Dulci também comentou o falso dilema entre a integração mundial do Brasil e o isolamento. Ele disse que o tratamento respeitoso com o qual o governo brasileiro tratou a crise envolvendo a Petrobras na Bolívia foi exemplar. Da mesma forma, lembrou, foi tratada a crise da dívida do Equador com o BNDES. O ministro explicou que os interesses legítimos daqueles países foram levados em conta para uma solução favorável dessas questões.

Ele também falou das relações com a África, que, destacou, não é apenas comercial, porque aquele continente faz parte do rosto e da alma do Brasil. O ministro lembrou que o Brasil se aproximou também da China, da Rússia, da Índia e do Oriente Médio, criou o G-20 e assim, com sua política externa soberana e respeitosa, nem ficou isolado e nem se integrou de maneira subalterna à ordem mundial dos neoliberais.

Conferência Nacional de Comunicações

Outro aspecto do governo Lula comentado pelo ministro foi a relação do governo com os movimentos sociais. Ele citou como exemplo as negociações com o movimento sindical – que não ocorriam desde 1963 -, que resultaram nos aumentos do salário mínimo, com um grande impacto na economia e na dinâmica social do país. O ministro destacou também o planejamento do país, que voltou com a recuperação do papel do Estado.

Ao comentar o papel da mídia, o ministro anunciou para este ano a realização da Conferência Nacional de Comunicações. Instigado por um apelo de um espectador, o ministro também comentou a decisão do governo de conceder asilo político ao cidadão italiano Cesare Battisti. Segundo ele, o Brasil exerceu a sua soberania jurídica, que tem precedentes no país.

O último assunto abordado pelo ministro foi o caráter da crie. Ele explicou que seria desonesto dizer que a crise não terá impacto no Brasil. Mas é preciso, disse, compreender o seu caráter. Trata-se, afirmou, de uma crise estrutural do modelo de desenvolvimento imposto ao planeta nas últimas décadas. São as ruínas econômicas, sociais e políticas do neoliberalismo que estão vindo abaixo, enfatizou.
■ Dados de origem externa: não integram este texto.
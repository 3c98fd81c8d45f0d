//! CLI command implementations
//!
//! Every command loads the configuration, starts the index, runs and stops
//! the index again. Commands write to any `Write` so they can be tested
//! without a terminal.

use std::io::{self, BufRead, Write};
use std::path::Path;

use serde_json::json;
use tracing::{info, warn};

use crate::config::NidxConfig;
use crate::index::{from_config, NameIndex, NameIndexImpl};
use crate::model::{MatchType, Name, NameKey};

use super::args::{Cli, Command};
use super::errors::{CliError, CliResult};
use super::io::{error_response, read_lines, write_line, write_response};

/// Parses the command line and runs the command.
pub fn run() -> CliResult<()> {
    let cli = Cli::parse_args();
    run_command(cli.command)
}

pub fn run_command(command: Command) -> CliResult<()> {
    let stdout = io::stdout();
    let mut out = stdout.lock();
    match command {
        Command::Match {
            config,
            inserts,
            verbose,
        } => {
            let stdin = io::stdin();
            match_names(&config, stdin.lock(), &mut out, inserts, verbose)
        }
        Command::Stats { config } => stats(&config, &mut out),
        Command::Export { config } => export(&config, &mut out),
        Command::Rebuild { config } => rebuild(&config, &mut out),
        Command::Compact { config } => compact(&config, &mut out),
        Command::Reset { config } => reset(&config, &mut out),
        Command::Delete { config, key } => delete(&config, key, &mut out),
    }
}

fn open_index(config_path: &Path) -> CliResult<NameIndexImpl> {
    let config = NidxConfig::load(config_path)?;
    let index = from_config(&config)?;
    index.start()?;
    Ok(index)
}

/// Runs a command against a started index and always stops it again.
fn with_index<T>(config_path: &Path, f: impl FnOnce(&NameIndexImpl) -> CliResult<T>) -> CliResult<T> {
    let index = open_index(config_path)?;
    let result = f(&index);
    let stopped = index.stop();
    let value = result?;
    stopped?;
    Ok(value)
}

/// Matches every name read from `input`, writing one `NameMatch` per line.
///
/// Malformed lines produce an error line and matching continues.
pub fn match_names<R: BufRead, W: Write>(
    config_path: &Path,
    input: R,
    out: &mut W,
    inserts: bool,
    verbose: bool,
) -> CliResult<()> {
    with_index(config_path, |index| {
        let mut total = 0usize;
        let mut nomatch = 0usize;
        for item in read_lines(input) {
            let parsed = item.and_then(|value| {
                serde_json::from_value::<Name>(value)
                    .map_err(|e| CliError::invalid_input(format!("Invalid name: {}", e)))
            });
            let name = match parsed {
                Ok(name) => name,
                Err(e) if e.is_invalid_input() => {
                    warn!(error = %e, "skipping input line");
                    write_line(out, &error_response(e.code(), &e.to_string()))?;
                    continue;
                }
                Err(e) => return Err(e),
            };
            let m = index.match_name(&name, inserts, verbose)?;
            total += 1;
            if m.match_type == MatchType::None {
                nomatch += 1;
            }
            write_line(out, &m)?;
        }
        out.flush()?;
        info!(total, nomatch, "names matched");
        Ok(())
    })
}

pub fn stats<W: Write>(config_path: &Path, out: &mut W) -> CliResult<()> {
    with_index(config_path, |index| {
        let size = index.size()?;
        let created = index.created()?;
        write_response(out, json!({"size": size, "created": created}))
    })
}

pub fn export<W: Write>(config_path: &Path, out: &mut W) -> CliResult<()> {
    with_index(config_path, |index| {
        let names = index.all()?;
        for name in &names {
            write_line(out, name)?;
        }
        out.flush()?;
        info!(names = names.len(), "names exported");
        Ok(())
    })
}

pub fn rebuild<W: Write>(config_path: &Path, out: &mut W) -> CliResult<()> {
    with_index(config_path, |index| {
        let names = index.rebuild()?;
        write_response(out, json!({"rebuilt": names}))
    })
}

pub fn compact<W: Write>(config_path: &Path, out: &mut W) -> CliResult<()> {
    with_index(config_path, |index| {
        index.compact()?;
        write_response(out, json!({"compacted": true, "size": index.size()?}))
    })
}

pub fn reset<W: Write>(config_path: &Path, out: &mut W) -> CliResult<()> {
    with_index(config_path, |index| {
        index.reset()?;
        write_response(out, json!({"reset": true}))
    })
}

pub fn delete<W: Write>(config_path: &Path, key: NameKey, out: &mut W) -> CliResult<()> {
    with_index(config_path, |index| {
        let removed: Vec<NameKey> = index.delete(key)?.iter().filter_map(|n| n.key).collect();
        write_response(out, json!({"deleted": removed}))
    })
}

#[cfg(test)]
mod tests {
    use super::*;
    use serde_json::Value;
    use std::fs;
    use std::path::PathBuf;
    use tempfile::TempDir;

    fn create_config(temp_dir: &TempDir) -> PathBuf {
        let config_path = temp_dir.path().join("nidx.json");
        let config = json!({
            "index_dir": temp_dir.path().join("index").to_string_lossy(),
            "mirror_file": temp_dir.path().join("mirror.dat").to_string_lossy(),
        });
        fs::write(&config_path, config.to_string()).unwrap();
        config_path
    }

    fn lines(out: Vec<u8>) -> Vec<Value> {
        String::from_utf8(out)
            .unwrap()
            .lines()
            .map(|l| serde_json::from_str(l).unwrap())
            .collect()
    }

    const INPUT: &str = concat!(
        "{\"scientificName\":\"Abies alba\",\"authorship\":\"Mill.\",\"rank\":\"SPECIES\"}\n",
        "not json\n",
        "{\"scientificName\":\"Abies alba\",\"rank\":\"SPECIES\"}\n",
    );

    #[test]
    fn test_match_with_inserts() {
        let temp_dir = TempDir::new().unwrap();
        let config_path = create_config(&temp_dir);

        let mut out = Vec::new();
        match_names(&config_path, INPUT.as_bytes(), &mut out, true, false).unwrap();
        let results = lines(out);
        assert_eq!(results.len(), 3);
        assert_eq!(results[0]["type"], "EXACT");
        assert_eq!(results[1]["status"], "error");
        assert_eq!(results[1]["code"], "NIDX_CLI_INVALID_INPUT");
        assert_eq!(results[2]["type"], "CANONICAL");

        let mut out = Vec::new();
        stats(&config_path, &mut out).unwrap();
        assert_eq!(lines(out)[0]["data"]["size"], 2);
    }

    #[test]
    fn test_match_without_inserts() {
        let temp_dir = TempDir::new().unwrap();
        let config_path = create_config(&temp_dir);

        let mut out = Vec::new();
        match_names(&config_path, INPUT.as_bytes(), &mut out, false, false).unwrap();
        let results = lines(out);
        assert_eq!(results[0]["type"], "NONE");
        assert_eq!(results[2]["type"], "NONE");
    }

    #[test]
    fn test_export_delete_reset() {
        let temp_dir = TempDir::new().unwrap();
        let config_path = create_config(&temp_dir);
        match_names(&config_path, INPUT.as_bytes(), &mut Vec::new(), true, false).unwrap();

        let mut out = Vec::new();
        export(&config_path, &mut out).unwrap();
        let names = lines(out);
        assert_eq!(names.len(), 2);
        let canonical = names[0]["id"].as_u64().unwrap() as NameKey;

        let mut out = Vec::new();
        delete(&config_path, canonical, &mut out).unwrap();
        assert_eq!(lines(out)[0]["data"]["deleted"].as_array().unwrap().len(), 2);

        match_names(&config_path, INPUT.as_bytes(), &mut Vec::new(), true, false).unwrap();
        reset(&config_path, &mut Vec::new()).unwrap();
        let mut out = Vec::new();
        stats(&config_path, &mut out).unwrap();
        assert_eq!(lines(out)[0]["data"]["size"], 0);
    }

    #[test]
    fn test_rebuild_and_compact() {
        let temp_dir = TempDir::new().unwrap();
        let config_path = create_config(&temp_dir);
        match_names(&config_path, INPUT.as_bytes(), &mut Vec::new(), true, false).unwrap();

        let mut out = Vec::new();
        rebuild(&config_path, &mut out).unwrap();
        assert_eq!(lines(out)[0]["data"]["rebuilt"], 2);

        let mut out = Vec::new();
        compact(&config_path, &mut out).unwrap();
        assert_eq!(lines(out)[0]["data"]["size"], 2);
    }

    #[test]
    fn test_missing_config() {
        let temp_dir = TempDir::new().unwrap();
        let err = stats(&temp_dir.path().join("missing.json"), &mut Vec::new()).unwrap_err();
        assert_eq!(err.code(), "NIDX_CLI_CONFIG_ERROR");
    }
}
E os trabalhadores não podem pagar a conta sozinhos, disse.

Construção de uma nova ordem

O desafio, apontou Dulci, tem dupla dimensão: lutar para que o país não entre em recessão – que é a terapia da direita – e fazer a economia crescer com inflação baixa, gerando emprego e distribuição de renda. Segundo o ministro, a melhor maneira para enfrentar a crise é com o aumento dos investimentos público. Dulci criticou as empresas que obtiveram lucros exorbitantes e agora promovem demissões “preventivas”.
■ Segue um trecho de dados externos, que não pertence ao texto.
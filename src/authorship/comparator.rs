//! Default authorship comparator.

use std::borrow::Cow;

use super::author::{normalize_team, Author};
use super::parser::parse_authorship;
use super::{AuthorComparator, Equality};
use crate::model::{Authorship, ScientificName};

/// Surnames sharing a prefix of this length are considered equal
const MIN_COMMON_PREFIX: usize = 4;

/// Accepted difference in publication years
const YEAR_TOLERANCE: i32 = 1;

/// Compares combination and basionym authorship with fuzzy author matching.
///
/// Authors are ASCII folded and compared by surname; abbreviations and a
/// shared surname prefix count as equal, differing first initials do not.
/// Years within one year of each other are equal.
#[derive(Debug, Clone, Default)]
pub struct BasicAuthorComparator;

impl BasicAuthorComparator {
    pub fn new() -> Self {
        Self
    }

    /// Compares a single authorship: year first, then the author team.
    pub fn compare_authorship(&self, a1: &Authorship, a2: &Authorship) -> Equality {
        let year = compare_years(a1.year.as_deref(), a2.year.as_deref());
        if year == Equality::Different {
            return year;
        }
        year.and(compare_teams(&normalize_team(a1), &normalize_team(a2)))
    }
}

impl AuthorComparator for BasicAuthorComparator {
    fn compare(&self, query: &dyn ScientificName, candidate: &dyn ScientificName) -> Equality {
        let (q_comb, q_bas) = authorship_parts(query);
        let (c_comb, c_bas) = authorship_parts(candidate);

        let recomb = self.compare_authorship(&q_comb, &c_comb);
        if recomb != Equality::Unknown {
            return recomb;
        }
        let original = self.compare_authorship(&q_bas, &c_bas);
        if original != Equality::Unknown {
            return original;
        }
        // missing brackets are common, compare across them
        let across = if q_comb.is_empty() {
            self.compare_authorship(&q_bas, &c_comb)
        } else if q_bas.is_empty() {
            self.compare_authorship(&q_comb, &c_bas)
        } else {
            Equality::Unknown
        };
        if across == Equality::Equal {
            Equality::Equal
        } else {
            Equality::Unknown
        }
    }
}

/// Parsed combination and basionym authorship, falling back to parsing the
/// authorship string when no parsed parts exist.
fn authorship_parts(name: &dyn ScientificName) -> (Cow<'_, Authorship>, Cow<'_, Authorship>) {
    let comb = name.combination_authorship();
    let bas = name.basionym_authorship();
    if comb.is_empty() && bas.is_empty() {
        if let Some(a) = name.authorship() {
            let parsed = parse_authorship(a);
            return (Cow::Owned(parsed.combination), Cow::Owned(parsed.basionym));
        }
    }
    (Cow::Borrowed(comb), Cow::Borrowed(bas))
}

fn parse_year(year: Option<&str>) -> Option<i32> {
    let digits: String = year?.chars().filter(|c| c.is_ascii_digit()).take(4).collect();
    if digits.len() == 4 {
        digits.parse().ok()
    } else {
        None
    }
}

/// Compares two publication years with a tolerance of one year.
pub fn compare_years(y1: Option<&str>, y2: Option<&str>) -> Equality {
    match (parse_year(y1), parse_year(y2)) {
        (Some(a), Some(b)) if (a - b).abs() <= YEAR_TOLERANCE => Equality::Equal,
        (Some(_), Some(_)) => Equality::Different,
        _ => Equality::Unknown,
    }
}

/// A single matching author is enough for the teams to be equal.
fn compare_teams(team1: &[String], team2: &[String]) -> Equality {
    if team1.is_empty() || team2.is_empty() {
        return Equality::Unknown;
    }
    if team1 == team2 {
        return Equality::Equal;
    }
    for a1 in team1.iter().map(|a| Author::new(a)) {
        for a2 in team2.iter().map(|a| Author::new(a)) {
            if compare_authors(&a1, &a2) == Equality::Equal {
                return Equality::Equal;
            }
        }
    }
    Equality::Different
}

fn common_prefix_len(a: &str, b: &str) -> usize {
    a.chars().zip(b.chars()).take_while(|(x, y)| x == y).count()
}

fn compare_authors(a1: &Author, a2: &Author) -> Equality {
    if a1.fullname == a2.fullname {
        return Equality::Equal;
    }
    let common = common_prefix_len(&a1.surname, &a2.surname);
    if a1.surname == a2.surname || common >= MIN_COMMON_PREFIX {
        return if a1.initials_differ(a2) {
            Equality::Different
        } else {
            Equality::Equal
        };
    }
    // abbreviated surname, fully contained at the start of the other
    let abbreviated = (common == a1.surname.len() && a2.surname.starts_with(&a1.surname))
        || (common == a2.surname.len() && a1.surname.starts_with(&a2.surname));
    if abbreviated && common > 0 && !a1.initials_differ(a2) {
        return Equality::Equal;
    }
    Equality::Different
}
O ministro também enfatizou a importância da união dos movimentos sociais e das forças políticas progressistas para fazer avançar as conquistas sociais e democráticas. Ele disse que a direita é forte e que é preciso construir uma plataforma comum com a abertura de novas perspectivas representadas pela falência do neoliberalismo.
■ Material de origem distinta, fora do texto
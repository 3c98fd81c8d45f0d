//! Names index
//!
//! Resolves parsed names to stable index identities.
//!
//! # Matching
//!
//! A query is normalized into a coarse lookup key ignoring authorship. All
//! names sharing that key form the candidate pool which is scored by
//! [`match_candidates`]. With inserts allowed, unresolved names are added
//! under a single write lock.
//!
//! # Lifecycle
//!
//! - `start()` opens the store and reloads it from the mirror if it is empty
//!   or differs in size
//! - every other call fails with [`IndexError::Unavailable`] until started

mod errors;
mod factory;
mod matcher;
mod name_index;

pub use errors::{IndexError, IndexResult};
pub use factory::{from_config, memory_index, persistent_index};
pub use matcher::match_candidates;
pub use name_index::{is_insertable, needs_insert, record_key, NameIndexImpl};

use chrono::{DateTime, Utc};

use crate::model::{IndexName, Name, NameKey, NameMatch};

pub trait NameIndex: Send + Sync {
    fn start(&self) -> IndexResult<()>;

    fn stop(&self) -> IndexResult<()>;

    fn has_started(&self) -> bool;

    /// Creation time of the index content.
    fn created(&self) -> IndexResult<DateTime<Utc>>;

    /// Matches a name, inserting it when unresolved and `allow_inserts` is set.
    ///
    /// `verbose` populates the alternatives of the result.
    fn match_name(&self, name: &Name, allow_inserts: bool, verbose: bool) -> IndexResult<NameMatch>;

    fn get(&self, key: NameKey) -> IndexResult<Option<IndexName>>;

    /// Variants sharing the given canonical record.
    fn by_canonical(&self, canonical_key: NameKey) -> IndexResult<Option<Vec<IndexName>>>;

    /// Adds a name, assigning a key unless it already has one.
    fn add(&self, name: IndexName) -> IndexResult<IndexName>;

    /// Deletes a name and, for canonical names, all of its variants.
    fn delete(&self, key: NameKey) -> IndexResult<Vec<IndexName>>;

    fn size(&self) -> IndexResult<usize>;

    /// Every name ordered by key.
    fn all(&self) -> IndexResult<Vec<IndexName>>;

    /// Removes every name from the index and the mirror, together with the
    /// match records depending on them.
    fn reset(&self) -> IndexResult<()>;

    fn compact(&self) -> IndexResult<()>;

    /// Reloads the store from the mirror, returning the number of names.
    fn rebuild(&self) -> IndexResult<usize>;
}
//! Checksummed append-only journals
//!
//! Shared by the persistent names index store and the file mirror. A journal
//! is a sequence of framed [`Record`]s.
//!
//! - Append-only, no in-place updates
//! - Checksum verified on every read
//! - Compaction rewrites the whole file atomically via rename

mod errors;
mod reader;
mod record;
mod writer;

pub use errors::{StorageError, StorageResult};
pub use reader::{map_file, read_file, RecordReader};
pub use record::{Record, MIN_RECORD_SIZE};
pub use writer::RecordWriter;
O mundo pode avançar, disse, para o redesenho de uma nova ordem internacional. E o Brasil precisa entrar na disputa ideológica, filosófica e moral a fim de evitar a continuidade de um neoliberalismo mitigado e descortinar novos horizontes, pós-neoliberal. Para tanto, destacou, não basta remover os escombros, é preciso construir essa nova ordem.